零番隊の面々が各自己の知古と再会を果たすなか、京楽は鋭い眼つきで和尚を見据えた。
「零番隊の皆さんは相変わらずだねぇ和尚! ……で、今回はどのようなご用件で?」
京楽に問いかけられた和尚は自慢の髭を撫で付けながら、京楽の後ろにいる目立つオレンジ色の髪の青年を見た。
「ふーむ…お主が黒崎一護か。今回は霊王のご意志で護廷十三隊を立て直しにきた。……まずは黒崎一護。お主を上へ連れて行く。」
「「「……!!」」」
「ふざけるな!! 零番隊がどれだけ偉いか知らないが、瀞霊廷がこんなになるまで何もせずに上で呆けていた連中が今更何の用だ!! ……ッ!!」
叫んでいた砕蜂の背後に瞬歩した麒麟寺が、砕蜂の腕を捻りあげる。その瞬歩の速度は、隠密機動の砕蜂ですら追い付けないものだった。

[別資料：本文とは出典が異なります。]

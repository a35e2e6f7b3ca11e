//! File-backed resume-state store: one `<info-hash>.fastresume` file per torrent.

use std::fs;
use std::io;
use std::path::{Path, PathBuf};

use rarity_torrent_core::{InfoHash, ResumeStateStore, TorrentError, TorrentResult};

const FASTRESUME_EXTENSION: &str = "fastresume";
const TEMP_SUFFIX: &str = "tmp";

/// Directory of resume blobs keyed by info-hash.
#[derive(Debug, Clone)]
pub struct FastResumeStore {
    root: PathBuf,
}

impl FastResumeStore {
    /// Create a store rooted at `root`. The directory is created lazily.
    #[must_use]
    pub fn new(root: impl Into<PathBuf>) -> Self {
        Self { root: root.into() }
    }

    /// Directory holding the blobs.
    #[must_use]
    pub fn root(&self) -> &Path {
        &self.root
    }

    /// Create the backing directory if it does not exist.
    ///
    /// # Errors
    ///
    /// Returns [`TorrentError::Storage`] when the directory cannot be created.
    pub fn ensure_initialized(&self) -> TorrentResult<()> {
        fs::create_dir_all(&self.root).map_err(|source| storage("init", &self.root, source))
    }

    /// Path of the blob for `info_hash`.
    #[must_use]
    pub fn path_for(&self, info_hash: &InfoHash) -> PathBuf {
        self.root
            .join(format!("{}.{FASTRESUME_EXTENSION}", info_hash.to_hex()))
    }

    /// Identifiers of every stored blob, sorted. Files that are not named after an
    /// info-hash are ignored.
    ///
    /// # Errors
    ///
    /// Returns [`TorrentError::Storage`] when the directory cannot be read.
    pub fn list(&self) -> TorrentResult<Vec<InfoHash>> {
        let entries = match fs::read_dir(&self.root) {
            Ok(entries) => entries,
            Err(err) if err.kind() == io::ErrorKind::NotFound => return Ok(Vec::new()),
            Err(err) => return Err(storage("list", &self.root, err)),
        };
        let mut hashes = Vec::new();
        for entry in entries {
            let path = entry
                .map_err(|source| storage("list", &self.root, source))?
                .path();
            if path.extension().and_then(|ext| ext.to_str()) != Some(FASTRESUME_EXTENSION) {
                continue;
            }
            if let Some(info_hash) = path
                .file_stem()
                .and_then(|stem| stem.to_str())
                .and_then(|stem| stem.parse::<InfoHash>().ok())
            {
                hashes.push(info_hash);
            }
        }
        hashes.sort();
        Ok(hashes)
    }
}

impl ResumeStateStore for FastResumeStore {
    fn put(&self, info_hash: &InfoHash, payload: &[u8]) -> TorrentResult<()> {
        self.ensure_initialized()?;
        let target = self.path_for(info_hash);
        let staging = target.with_extension(format!("{FASTRESUME_EXTENSION}.{TEMP_SUFFIX}"));
        fs::write(&staging, payload).map_err(|source| storage("write", &staging, source))?;
        fs::rename(&staging, &target).map_err(|source| storage("rename", &target, source))
    }

    fn get(&self, info_hash: &InfoHash) -> TorrentResult<Vec<u8>> {
        let path = self.path_for(info_hash);
        fs::read(&path).map_err(|source| {
            if source.kind() == io::ErrorKind::NotFound {
                TorrentError::not_found(info_hash)
            } else {
                storage("read", &path, source)
            }
        })
    }

    fn remove(&self, info_hash: &InfoHash) -> TorrentResult<()> {
        let path = self.path_for(info_hash);
        match fs::remove_file(&path) {
            Ok(()) => Ok(()),
            Err(err) if err.kind() == io::ErrorKind::NotFound => Ok(()),
            Err(err) => Err(storage("remove", &path, err)),
        }
    }
}

fn storage(operation: &'static str, path: &Path, source: io::Error) -> TorrentError {
    TorrentError::Storage {
        operation,
        path: path.to_path_buf(),
        source,
    }
}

「俺たちは王宮の守護。お前たちは瀞霊廷の守護。それが出来ねぇからって泣きついてくるたぁ、護廷の名が泣くよぉ。」
そう凄む麒麟寺の頭に、和尚の拳骨が落ちる。
「……イッテェなこんちくしょう!!!」
「あとにせぇ言うたじゃろ。……おんし以外にも上に連れていく者がおる。其奴らの元へ…」
「必要ない。連行名簿にあったものは全てここにおる。」
艶やかな声で和尚の話を遮った千手丸の手には、包帯に包まれた白哉、恋次、ルキアの姿。そしてユーハバッハによって折られた斬月があった。
「ダメですよ。その三名はいずれも瀞霊廷を出ては危険な状態です。行かせるわけにはいきません。」
「おめぇの力じゃどうしようも出来ねぇ。だから連れてくんだ。まぁ、ここにはいねぇようだが、時間戻す奴なら出来るかもなぁ。だが、上に連れて行けばこいつらを強く出来る。それはそいつも出来ねぇだろぅ?」
美桜の時間回帰はあくまでも時間を戻すだけ。麒麟寺のように、治療だけでなくさらに力を増幅させることは出来ない。
「……わかってんだろ、烈。お前がやるべきことは、治療なんかじゃねぇってことがよ。」
「……」
卯ノ花はわかっているとでも言うように、眉間に少し皺を寄せて下を向く。本当は卯ノ花も山本とともに戦いたかったのだろう。しかし、初代護廷十三隊の時から総隊長である山本の命には背くことができず、今こうして生きている。
護廷十三隊が結成されてから千年以上。幾度と代替わりする隊長格の中で、たった二人だけ隊長であり続けた。卯ノ花は十一番隊から四番隊隊長に変わったものの、その肩に乗る重圧は変わらない。
( ……そろそろ世代交代の時なのかもしれません )
卯ノ花はぼんやりとそう思った。